Bugün PCR, patojenleri tanımlamak için standart bir usul, lakin bir sorun var. Bu teknik, aradığınız şeyle yakından alakalı bir diziliş gerektiriyor. Münasebetiyle bir salgının mümkün nedeni hakkında bir önsezi bile olmadan bir yanıt almak daha sıkıntı. Four Corners salgını sırasında, bilim insanları enfekte olanların öbür hantavirüslere karşı antikorları olduğunu esasen biliyorlardı, bu yüzden bunu kullandılar.

Bununla birlikte, daha evvel bilinmeyen patojenleri bulmak için diğer, daha sofistike yollar ortaya çıkıyor. Bunlar bu kadar spesifik bilgi gerektirmiyor. Yakın vakitte geliştirilen bir PCR formülü, yeni patojenleri daha geniş kümeler içinde tanımlamayı mümkün kılıyor. Bilinen bir virüsün yalnızca çok yakın akrabalarını aramak yerine, birebir aile içinde diğerlerini da bulabiliyorsunuz.

Bir oburu de bilim insanlarının bilim için büsbütün yeni olan mikroorganizmaları bulmalarına yardımcı olabilen yeni kuşak bir dizileme metodu.
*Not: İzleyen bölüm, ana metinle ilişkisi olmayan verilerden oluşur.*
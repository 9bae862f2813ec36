// Copyright (C) 2025 SyncMyOrders Sp. z o.o.
// SPDX-License-Identifier: AGPL-3.0-or-later
//! Common test infrastructure for provisioner-core integration tests.
//!
//! Provides a TestContext over a tempfile-backed SQLite database so the
//! tests run without external services. PostgreSQL coverage lives in the
//! smoke test gated on TEST_DATABASE_URL.

#![allow(dead_code)]

use std::sync::Arc;

use tempfile::TempDir;

use provisioner_core::model::{
    ClusterConfig, GardenerConfig, GcpConfig, KymaConfig, KymaConfigModule, RuntimeConfig,
};
use provisioner_core::operations::OperationService;
use provisioner_core::service::RuntimeService;
use provisioner_core::session::SqliteSessionFactory;
use provisioner_core::uuid::RandomUuidGenerator;

/// Test context over a fresh, migrated SQLite database.
pub struct TestContext {
    // Held so the database file outlives the pool.
    _dir: TempDir,
    pub factory: Arc<SqliteSessionFactory>,
    pub runtime_service: RuntimeService,
    pub operation_service: OperationService,
}

impl TestContext {
    /// Create a new test context with its own database file.
    pub async fn new() -> Self {
        // Honors RUST_LOG when debugging a failing test; ignores the error
        // when another test already installed a subscriber.
        let _ = tracing_subscriber::fmt()
            .with_env_filter(tracing_subscriber::EnvFilter::from_default_env())
            .try_init();

        let dir = tempfile::tempdir().expect("failed to create temp dir");
        let factory = Arc::new(
            SqliteSessionFactory::from_path(dir.path().join("provisioner.db"))
                .await
                .expect("failed to initialize sqlite database"),
        );

        let runtime_service = RuntimeService::new(factory.clone(), Arc::new(RandomUuidGenerator));
        let operation_service = OperationService::new(factory.clone());

        Self {
            _dir: dir,
            factory,
            runtime_service,
            operation_service,
        }
    }
}

/// A provisioning input with a Gardener backend config.
pub fn gardener_runtime_config() -> RuntimeConfig {
    RuntimeConfig {
        cluster_config: ClusterConfig::Gardener(GardenerConfig {
            id: String::new(),
            cluster_id: String::new(),
            name: "test-shoot".to_string(),
            project_name: "test-project".to_string(),
            kubernetes_version: "1.16".to_string(),
            node_count: 3,
            volume_size_gb: 50,
            disk_type: "standard".to_string(),
            machine_type: "n1-standard-4".to_string(),
            provider: "GCP".to_string(),
            seed: "gcp-eu1".to_string(),
            target_secret: "test-secret".to_string(),
            worker_cidr: "10.250.0.0/19".to_string(),
            region: "europe-west1".to_string(),
            auto_scaler_min: 1,
            auto_scaler_max: 5,
            max_surge: 1,
            max_unavailable: 2,
            provider_specific_config: r#"{"zone":"europe-west1-b"}"#.to_string(),
        }),
        kyma_config: kyma_config(),
        credentials_secret_name: "test-credentials".to_string(),
    }
}

/// A provisioning input with a GCP backend config.
pub fn gcp_runtime_config() -> RuntimeConfig {
    RuntimeConfig {
        cluster_config: ClusterConfig::Gcp(GcpConfig {
            id: String::new(),
            cluster_id: String::new(),
            name: "test-cluster".to_string(),
            project_name: "test-project".to_string(),
            kubernetes_version: "1.16".to_string(),
            number_of_nodes: 3,
            boot_disk_size_gb: 30,
            machine_type: "n1-standard-4".to_string(),
            region: "europe-west1".to_string(),
            zone: "europe-west1-b".to_string(),
        }),
        kyma_config: kyma_config(),
        credentials_secret_name: "test-credentials".to_string(),
    }
}

fn kyma_config() -> KymaConfig {
    KymaConfig {
        id: String::new(),
        version: "1.5".to_string(),
        cluster_id: String::new(),
        modules: vec![
            KymaConfigModule {
                id: String::new(),
                module: "core".to_string(),
                kyma_config_id: String::new(),
            },
            KymaConfigModule {
                id: String::new(),
                module: "monitoring".to_string(),
                kyma_config_id: String::new(),
            },
        ],
    }
}

/// Helper macro to skip tests if TEST_DATABASE_URL is not set.
#[macro_export]
macro_rules! skip_if_no_db {
    () => {
        if std::env::var("TEST_DATABASE_URL").is_err() {
            eprintln!("Skipping test: TEST_DATABASE_URL not set");
            return;
        }
    };
}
Birebir donörden organ aldıktan sonra ölen bir küme nakil hastası üzerinde yapılan bir çalışmada, bu teknik yeni bir arenavirüs keşfetmek için kullanıldı.
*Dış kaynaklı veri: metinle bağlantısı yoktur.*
// Copyright (C) 2025 SyncMyOrders Sp. z o.o.
// SPDX-License-Identifier: AGPL-3.0-or-later
//! Operation-completion surface used by the actuator loop.
//!
//! Terminal transitions are idempotent for the same target only: marking an
//! already-Succeeded operation as succeeded returns the stored row
//! unchanged, while flipping between Succeeded and Failed is an Internal
//! error. At the store level only rows still in progress match the update,
//! so terminal states are monotonic even when two actuators race.

use std::sync::Arc;

use chrono::Utc;
use tracing::info;

use crate::error::DbError;
use crate::model::{Operation, OperationState};
use crate::session::SessionFactory;

/// Message stored when an operation succeeds.
pub const OPERATION_SUCCEEDED_MESSAGE: &str = "Operation succeeded.";

/// Lookup and terminal-transition service for operations.
#[derive(Clone)]
pub struct OperationService {
    factory: Arc<dyn SessionFactory>,
}

impl OperationService {
    /// Create a service over the given session factory.
    pub fn new(factory: Arc<dyn SessionFactory>) -> Self {
        Self { factory }
    }

    /// Fetch one operation by ID.
    pub async fn get(&self, operation_id: &str) -> Result<Operation, DbError> {
        self.factory
            .new_read_session()
            .get_operation(operation_id)
            .await
            .map_err(|e| e.append("failed to get operation"))
    }

    /// Mark an operation as succeeded with the fixed success message.
    pub async fn set_as_succeeded(&self, operation_id: &str) -> Result<Operation, DbError> {
        self.transition(operation_id, OperationState::Succeeded, OPERATION_SUCCEEDED_MESSAGE)
            .await
            .map_err(|e| e.append("failed to set operation as succeeded"))
    }

    /// Mark an operation as failed with the caller-supplied message.
    pub async fn set_as_failed(
        &self,
        operation_id: &str,
        message: &str,
    ) -> Result<Operation, DbError> {
        self.transition(operation_id, OperationState::Failed, message)
            .await
            .map_err(|e| e.append("failed to set operation as failed"))
    }

    async fn transition(
        &self,
        operation_id: &str,
        target: OperationState,
        message: &str,
    ) -> Result<Operation, DbError> {
        let read = self.factory.new_read_session();

        let operation = read.get_operation(operation_id).await?;
        if let Some(resolved) = Self::resolve_terminal(&operation, target)? {
            return Ok(resolved);
        }

        let mut write = self.factory.new_write_session();
        let result = write
            .update_operation_state(operation_id, message, target, Some(Utc::now()))
            .await;

        if let Err(e) = result {
            // A concurrent actuator may have won the race to the terminal
            // state between our read and write. Re-read and apply the same
            // policy; anything else propagates.
            if !e.is_not_found() {
                return Err(e);
            }
            let operation = read.get_operation(operation_id).await?;
            return match Self::resolve_terminal(&operation, target)? {
                Some(resolved) => Ok(resolved),
                None => Err(e),
            };
        }

        info!(
            operation_id = %operation_id,
            state = %target,
            "operation reached terminal state"
        );
        read.get_operation(operation_id).await
    }

    /// Apply the terminal-transition policy to an already-read operation:
    /// same target is idempotent, conflicting terminal state is an error,
    /// in-progress means proceed.
    fn resolve_terminal(
        operation: &Operation,
        target: OperationState,
    ) -> Result<Option<Operation>, DbError> {
        if operation.state == target {
            return Ok(Some(operation.clone()));
        }
        if operation.state.is_terminal() {
            return Err(DbError::internal(format!(
                "operation '{}' is already {}, cannot transition to {}",
                operation.id, operation.state, target
            )));
        }
        Ok(None)
    }
}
Morse, “Yüksek gelirli ülkelerdeki yahut yüksek kaynaklara sahip ortamlardaki birçok laboratuvarda, örneklere bakabilir ve viral yahut bakteriyel olsun, patojen dizilerine benzeyen dizileri tanımlayabilirsiniz… içinde ne olduğunu evvelce bilmeniz gerekmez” diyor.

TESPİT EDİLEMEYENLER

2010 yılında Uganda’nın kuzeyinde bilinmeyen bir kanamalı hastalık yayılmaya başladı.
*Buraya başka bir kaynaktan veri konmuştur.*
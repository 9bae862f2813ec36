// Copyright (C) 2025 SyncMyOrders Sp. z o.o.
// SPDX-License-Identifier: AGPL-3.0-or-later
//! Integration tests for the stuck-operation repair helper.

mod common;

use common::*;
use provisioner_core::model::{Operation, OperationState, OperationType};
use provisioner_core::repair::{LEGACY_STUCK_MESSAGE, repair_stuck_operations};
use provisioner_core::service::PROVISIONING_STARTED_MESSAGE;
use provisioner_core::session::SessionFactory;

async fn insert_stuck_operation(ctx: &TestContext, id: &str, cluster_id: &str) {
    let mut session = ctx.factory.new_write_session();
    session
        .insert_operation(&Operation {
            id: id.to_string(),
            operation_type: OperationType::Provision,
            state: OperationState::InProgress,
            message: LEGACY_STUCK_MESSAGE.to_string(),
            start_timestamp: chrono::Utc::now(),
            end_timestamp: None,
            cluster_id: cluster_id.to_string(),
        })
        .await
        .unwrap();
}

#[tokio::test]
async fn repair_rewrites_stuck_operations_and_is_idempotent() {
    let ctx = TestContext::new().await;

    ctx.runtime_service
        .set_provisioning_started("rt-1", gcp_runtime_config())
        .await
        .unwrap();
    insert_stuck_operation(&ctx, "stuck-op", "rt-1").await;

    let repaired = repair_stuck_operations(ctx.factory.as_ref()).await.unwrap();
    assert_eq!(repaired, 1);

    let operation = ctx.operation_service.get("stuck-op").await.unwrap();
    assert_eq!(operation.message, PROVISIONING_STARTED_MESSAGE);
    assert_eq!(operation.state, OperationState::InProgress);
    assert!(operation.end_timestamp.is_none());

    // Second run finds nothing left to rewrite.
    let repaired = repair_stuck_operations(ctx.factory.as_ref()).await.unwrap();
    assert_eq!(repaired, 0);
}

#[tokio::test]
async fn repair_leaves_healthy_and_terminal_operations_alone() {
    let ctx = TestContext::new().await;

    let healthy = ctx
        .runtime_service
        .set_provisioning_started("rt-1", gardener_runtime_config())
        .await
        .unwrap();

    // A terminal operation carrying the legacy message must not be touched.
    insert_stuck_operation(&ctx, "old-terminal", "rt-1").await;
    ctx.operation_service
        .set_as_failed("old-terminal", "cluster never came up")
        .await
        .unwrap();

    let repaired = repair_stuck_operations(ctx.factory.as_ref()).await.unwrap();
    assert_eq!(repaired, 0);

    let untouched = ctx.operation_service.get(&healthy.id).await.unwrap();
    assert_eq!(untouched.message, healthy.message);

    let terminal = ctx.operation_service.get("old-terminal").await.unwrap();
    assert_eq!(terminal.state, OperationState::Failed);
    assert_eq!(terminal.message, "cluster never came up");
}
Morse, “Bunu şahsen hatırlıyorum, zira Predict projesinin eş direktörüydüm” diyor.

“Ve böylelikle temelde sarıhumma salgını olarak sınıflandırıldı, fakat enfekte bireylerden alınan numuneler negatif çıktı. Muhtemelen sarıhummaydı fakat bunu kesin olarak söyleyemeyiz” diyor.

Morse bu olayın, nedenleri bugüne kadar açık bir soru işareti olarak kalan birçok salgın örneğinden biri olduğunu söylüyor.

Dolayısıyla, gizemli bir salgın dünya çapında manşetlere çıktığında, birçok durumda bilim insanları bunun ardında ne olduğunu bulma yolunda ilerleme kat ediyor olabilirler.

Ancak sırf bunu yapacak kaynaklara sahip oldukları bölgelerde.